Provided information

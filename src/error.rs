use axum::http::StatusCode;
use axum::response::{IntoResponse, Json, Response};
use serde_json::json;

#[derive(Debug, thiserror::Error)]
pub enum AppError {
    #[error("Not found")]
    NotFound,

    #[error("Unauthorized")]
    Unauthorized,

    #[error("Forbidden: {0}")]
    Forbidden(String),

    #[error("Bad request: {0}")]
    BadRequest(String),

    #[error("Database error: {0}")]
    Database(#[from] rusqlite::Error),

    #[error("Pool error: {0}")]
    Pool(#[from] r2d2::Error),

    #[error("Internal error: {0}")]
    Internal(String),

    #[error("CSV error: {0}")]
    Csv(#[from] csv::Error),
}

impl IntoResponse for AppError {
    fn into_response(self) -> Response {
        let (status, message) = match &self {
            AppError::NotFound => (StatusCode::NOT_FOUND, "Not found".to_string()),
            AppError::Unauthorized => (StatusCode::UNAUTHORIZED, "Unauthorized".to_string()),
            AppError::Forbidden(msg) => (StatusCode::FORBIDDEN, msg.clone()),
            AppError::BadRequest(msg) => (StatusCode::BAD_REQUEST, msg.clone()),
            AppError::Database(e) => {
                tracing::error!("Database error: {}", e);
                (
                    StatusCode::INTERNAL_SERVER_ERROR,
                    "Internal server error".to_string(),
                )
            }
            AppError::Pool(e) => {
                tracing::error!("Pool error: {}", e);
                (
                    StatusCode::INTERNAL_SERVER_ERROR,
                    "Internal server error".to_string(),
                )
            }
            AppError::Internal(msg) => {
                tracing::error!("Internal error: {}", msg);
                (
                    StatusCode::INTERNAL_SERVER_ERROR,
                    "Internal server error".to_string(),
                )
            }
            AppError::Csv(e) => {
                tracing::error!("CSV error: {}", e);
                (
                    StatusCode::INTERNAL_SERVER_ERROR,
                    "Internal server error".to_string(),
                )
            }
        };

        (status, Json(json!({ "error": message }))).into_response()
    }
}

pub type AppResult<T> = Result<T, AppError>;

#[cfg(test)]
mod tests {
    use super::*;
    use axum::http::StatusCode;

    fn response_status(err: AppError) -> StatusCode {
        let response = err.into_response();
        response.status()
    }

    #[test]
    fn not_found_returns_404() {
        assert_eq!(response_status(AppError::NotFound), StatusCode::NOT_FOUND);
    }

    #[test]
    fn unauthorized_returns_401() {
        assert_eq!(
            response_status(AppError::Unauthorized),
            StatusCode::UNAUTHORIZED
        );
    }

    #[test]
    fn forbidden_returns_403() {
        assert_eq!(
            response_status(AppError::Forbidden("admins only".into())),
            StatusCode::FORBIDDEN
        );
    }

    #[test]
    fn bad_request_returns_400() {
        assert_eq!(
            response_status(AppError::BadRequest("oops".into())),
            StatusCode::BAD_REQUEST
        );
    }

    #[test]
    fn internal_returns_500() {
        assert_eq!(
            response_status(AppError::Internal("boom".into())),
            StatusCode::INTERNAL_SERVER_ERROR
        );
    }

    #[test]
    fn database_errors_are_hidden() {
        assert_eq!(
            response_status(AppError::Database(rusqlite::Error::QueryReturnedNoRows)),
            StatusCode::INTERNAL_SERVER_ERROR
        );
    }
}
//! Post-donation "thank you" email.
//!
//! Delivery is best effort and depends on three switches: development mode,
//! the production flag, and a per-request `sendActualEmail` override. Outside
//! production, real sends are redirected to the one verified address the
//! provider accepts for an unverified sending domain.

pub mod resend;

use async_trait::async_trait;
use axum::http::StatusCode;
use serde::{Deserialize, Serialize};

use crate::config::EmailConfig;

pub use resend::ResendSender;

pub const SIMULATED_ID: &str = "dev-mode-simulated-id";
const SUBJECT: &str = "Thank You for Your Food Donation!";

#[derive(Debug, Clone, Default, Deserialize)]
#[serde(rename_all = "camelCase")]
pub struct ThankYouRequest {
    pub email: Option<String>,
    pub food_name: Option<String>,
    pub name: Option<String>,
    pub send_actual_email: Option<bool>,
    pub user_data: Option<UserData>,
}

/// Signed-in donor details forwarded by the client
#[derive(Debug, Clone, Default, Deserialize)]
pub struct UserData {
    pub name: Option<String>,
    pub email: Option<String>,
}

#[derive(Debug, Clone, PartialEq, Eq, Serialize)]
pub struct SenderInfo {
    pub name: String,
    pub email: Option<String>,
}

#[derive(Debug, Clone, Default, PartialEq, Eq, Serialize)]
#[serde(rename_all = "camelCase")]
pub struct ThankYouResponse {
    pub success: bool,
    #[serde(skip_serializing_if = "Option::is_none")]
    pub email_sent: Option<bool>,
    #[serde(skip_serializing_if = "Option::is_none")]
    pub simulated: Option<bool>,
    #[serde(skip_serializing_if = "Option::is_none")]
    pub dev_mode: Option<bool>,
    #[serde(skip_serializing_if = "Option::is_none")]
    pub id: Option<String>,
    #[serde(skip_serializing_if = "Option::is_none")]
    pub actual_recipient: Option<String>,
    pub message: String,
    #[serde(skip_serializing_if = "Option::is_none")]
    pub details: Option<String>,
    #[serde(skip_serializing_if = "Option::is_none")]
    pub sender_info: Option<SenderInfo>,
}

#[derive(Debug, Clone, PartialEq, Eq)]
pub struct OutgoingEmail {
    pub from: String,
    pub to: String,
    pub subject: String,
    pub html: String,
    pub reply_to: Option<String>,
}

#[derive(Debug, Clone, PartialEq, Eq)]
pub struct SentEmail {
    pub id: String,
}

#[derive(Debug, thiserror::Error)]
pub enum EmailError {
    #[error("{name}: {message}")]
    Provider {
        status: u16,
        name: String,
        message: String,
    },

    #[error("email request failed: {0}")]
    Http(#[from] reqwest::Error),
}

impl EmailError {
    /// The provider refuses recipients other than the account owner until a
    /// sending domain is verified.
    pub fn is_testing_restriction(&self) -> bool {
        matches!(
            self,
            EmailError::Provider { name, message, .. }
                if name == "validation_error" && message.contains("can only send testing emails")
        )
    }

    fn detail(&self) -> String {
        match self {
            EmailError::Provider { message, .. } if !message.is_empty() => message.clone(),
            EmailError::Provider { .. } => "Unknown error from email provider".to_string(),
            EmailError::Http(e) => e.to_string(),
        }
    }
}

#[async_trait]
pub trait EmailSender: Send + Sync {
    async fn send(&self, email: &OutgoingEmail) -> Result<SentEmail, EmailError>;
}

/// What to do with a validated request
#[derive(Debug, Clone, PartialEq, Eq)]
pub enum Delivery {
    /// Log the would-be message and report a simulated success
    Simulate,
    /// Hand the message to the provider, addressed to `to`
    Send { to: String },
}

pub fn decide(config: &EmailConfig, recipient: &str, send_actual: bool) -> Delivery {
    let verified = !config.verified_address.is_empty() && recipient == config.verified_address;

    if config.development && !send_actual && !config.production && !verified {
        return Delivery::Simulate;
    }

    let to = if send_actual || config.production || config.verified_address.is_empty() {
        recipient.to_string()
    } else {
        config.verified_address.clone()
    };
    Delivery::Send { to }
}

/// Run the full thank-you flow and produce the status and body to return.
pub async fn send_thank_you(
    config: &EmailConfig,
    sender: Option<&dyn EmailSender>,
    req: ThankYouRequest,
) -> (StatusCode, ThankYouResponse) {
    let Some(sender) = sender else {
        tracing::error!("Email API key is not configured");
        return (
            StatusCode::INTERNAL_SERVER_ERROR,
            ThankYouResponse {
                success: false,
                message: "Email service configuration error".into(),
                details: Some("Missing API key".into()),
                ..Default::default()
            },
        );
    };

    let email = req.email.as_deref().map(str::trim).unwrap_or_default();
    let food_name = req.food_name.as_deref().map(str::trim).unwrap_or_default();
    if email.is_empty() || food_name.is_empty() {
        return (
            StatusCode::BAD_REQUEST,
            ThankYouResponse {
                success: false,
                message: "Validation error".into(),
                details: Some("Email and food name are required".into()),
                ..Default::default()
            },
        );
    }

    let send_actual = req.send_actual_email.unwrap_or(false);
    let user_data = req.user_data.as_ref();
    let user_name = user_data.and_then(|u| non_empty(u.name.as_deref()));
    let recipient_name = user_name
        .or_else(|| non_empty(req.name.as_deref()))
        .unwrap_or("Donor");
    let sender_name = user_name.unwrap_or("Food Share Team");
    let sender_email = user_data.and_then(|u| non_empty(u.email.as_deref()));

    let to = match decide(config, email, send_actual) {
        Delivery::Simulate => {
            tracing::info!(
                "Development mode: thank-you for {} not sent to {}",
                food_name,
                email
            );
            return (
                StatusCode::OK,
                ThankYouResponse {
                    success: true,
                    email_sent: Some(false),
                    simulated: Some(true),
                    id: Some(SIMULATED_ID.into()),
                    actual_recipient: Some(email.to_string()),
                    message: format!("DEVELOPMENT MODE: No actual email was sent to {}.", email),
                    details: Some(
                        "In development, emails are NOT delivered by default. \
                         Set sendActualEmail=true to send actual emails."
                            .into(),
                    ),
                    ..Default::default()
                },
            );
        }
        Delivery::Send { to } => to,
    };

    let redirected_from = (to != email).then_some(email);
    let outgoing = OutgoingEmail {
        from: config.from.clone(),
        to: to.clone(),
        subject: SUBJECT.to_string(),
        html: render_body(
            recipient_name,
            food_name,
            sender_name,
            sender_email,
            redirected_from,
        ),
        reply_to: sender_email.map(String::from),
    };

    tracing::info!("Sending thank-you email from {} to {}", outgoing.from, to);

    match sender.send(&outgoing).await {
        Ok(sent) => {
            tracing::info!("Email sent with id {}", sent.id);
            (
                StatusCode::OK,
                ThankYouResponse {
                    success: true,
                    email_sent: Some(true),
                    id: Some(sent.id.clone()),
                    actual_recipient: Some(to.clone()),
                    message: format!("Email successfully sent to {} with ID: {}", to, sent.id),
                    details: Some("This was a real email delivery, not a simulation.".into()),
                    sender_info: user_data.map(|_| SenderInfo {
                        name: sender_name.to_string(),
                        email: sender_email.map(String::from),
                    }),
                    ..Default::default()
                },
            )
        }
        Err(e) if e.is_testing_restriction() => {
            tracing::warn!("Email provider limited to testing recipients: {}", e);
            (
                StatusCode::OK,
                ThankYouResponse {
                    success: false,
                    email_sent: Some(false),
                    dev_mode: Some(true),
                    message: "Development mode email limitation".into(),
                    details: Some(
                        "In development, emails can only be sent to verified addresses. \
                         Your donation was recorded successfully."
                            .into(),
                    ),
                    ..Default::default()
                },
            )
        }
        Err(e) => {
            tracing::error!("Email provider error: {}", e);
            (
                StatusCode::INTERNAL_SERVER_ERROR,
                ThankYouResponse {
                    success: false,
                    email_sent: Some(false),
                    message: "Email service error".into(),
                    details: Some(e.detail()),
                    ..Default::default()
                },
            )
        }
    }
}

fn non_empty(s: Option<&str>) -> Option<&str> {
    s.map(str::trim).filter(|s| !s.is_empty())
}

fn render_body(
    recipient_name: &str,
    food_name: &str,
    sender_name: &str,
    sender_email: Option<&str>,
    redirected_from: Option<&str>,
) -> String {
    use html_escape::encode_text;

    let signature = match sender_email {
        Some(email) => format!(
            "<strong>{}</strong> ({})",
            encode_text(sender_name),
            encode_text(email)
        ),
        None => format!("<strong>{}</strong>", encode_text(sender_name)),
    };
    let test_note = redirected_from
        .map(|intended| {
            format!(
                r#"<p style="font-size: 12px; color: #888;">Note: This is a test email. In production, this would be sent to {}.</p>"#,
                encode_text(intended)
            )
        })
        .unwrap_or_default();

    format!(
        r#"<div style="font-family: Arial, sans-serif; max-width: 600px; margin: 0 auto; padding: 20px;">
  <h2 style="color: #4CAF50; text-align: center;">Thank You for Your Donation!</h2>
  <p>Dear {recipient},</p>
  <p>We sincerely thank you for your generous donation of <strong>{food}</strong>. Your contribution will help someone in need and make a meaningful difference in their life.</p>
  <p>Your kindness helps us fight food waste and hunger in our community.</p>
  <p style="color: #4CAF50; font-size: 18px; font-weight: bold; text-align: center;">Together, we can make a difference!</p>
  <p>Warm regards,</p>
  <p>{signature}</p>
  {test_note}
</div>"#,
        recipient = encode_text(recipient_name),
        food = encode_text(food_name),
        signature = signature,
        test_note = test_note,
    )
}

What to do
Going through the entries above, count each line that has the word "enum" and report only the count.

Solution for this exercise
3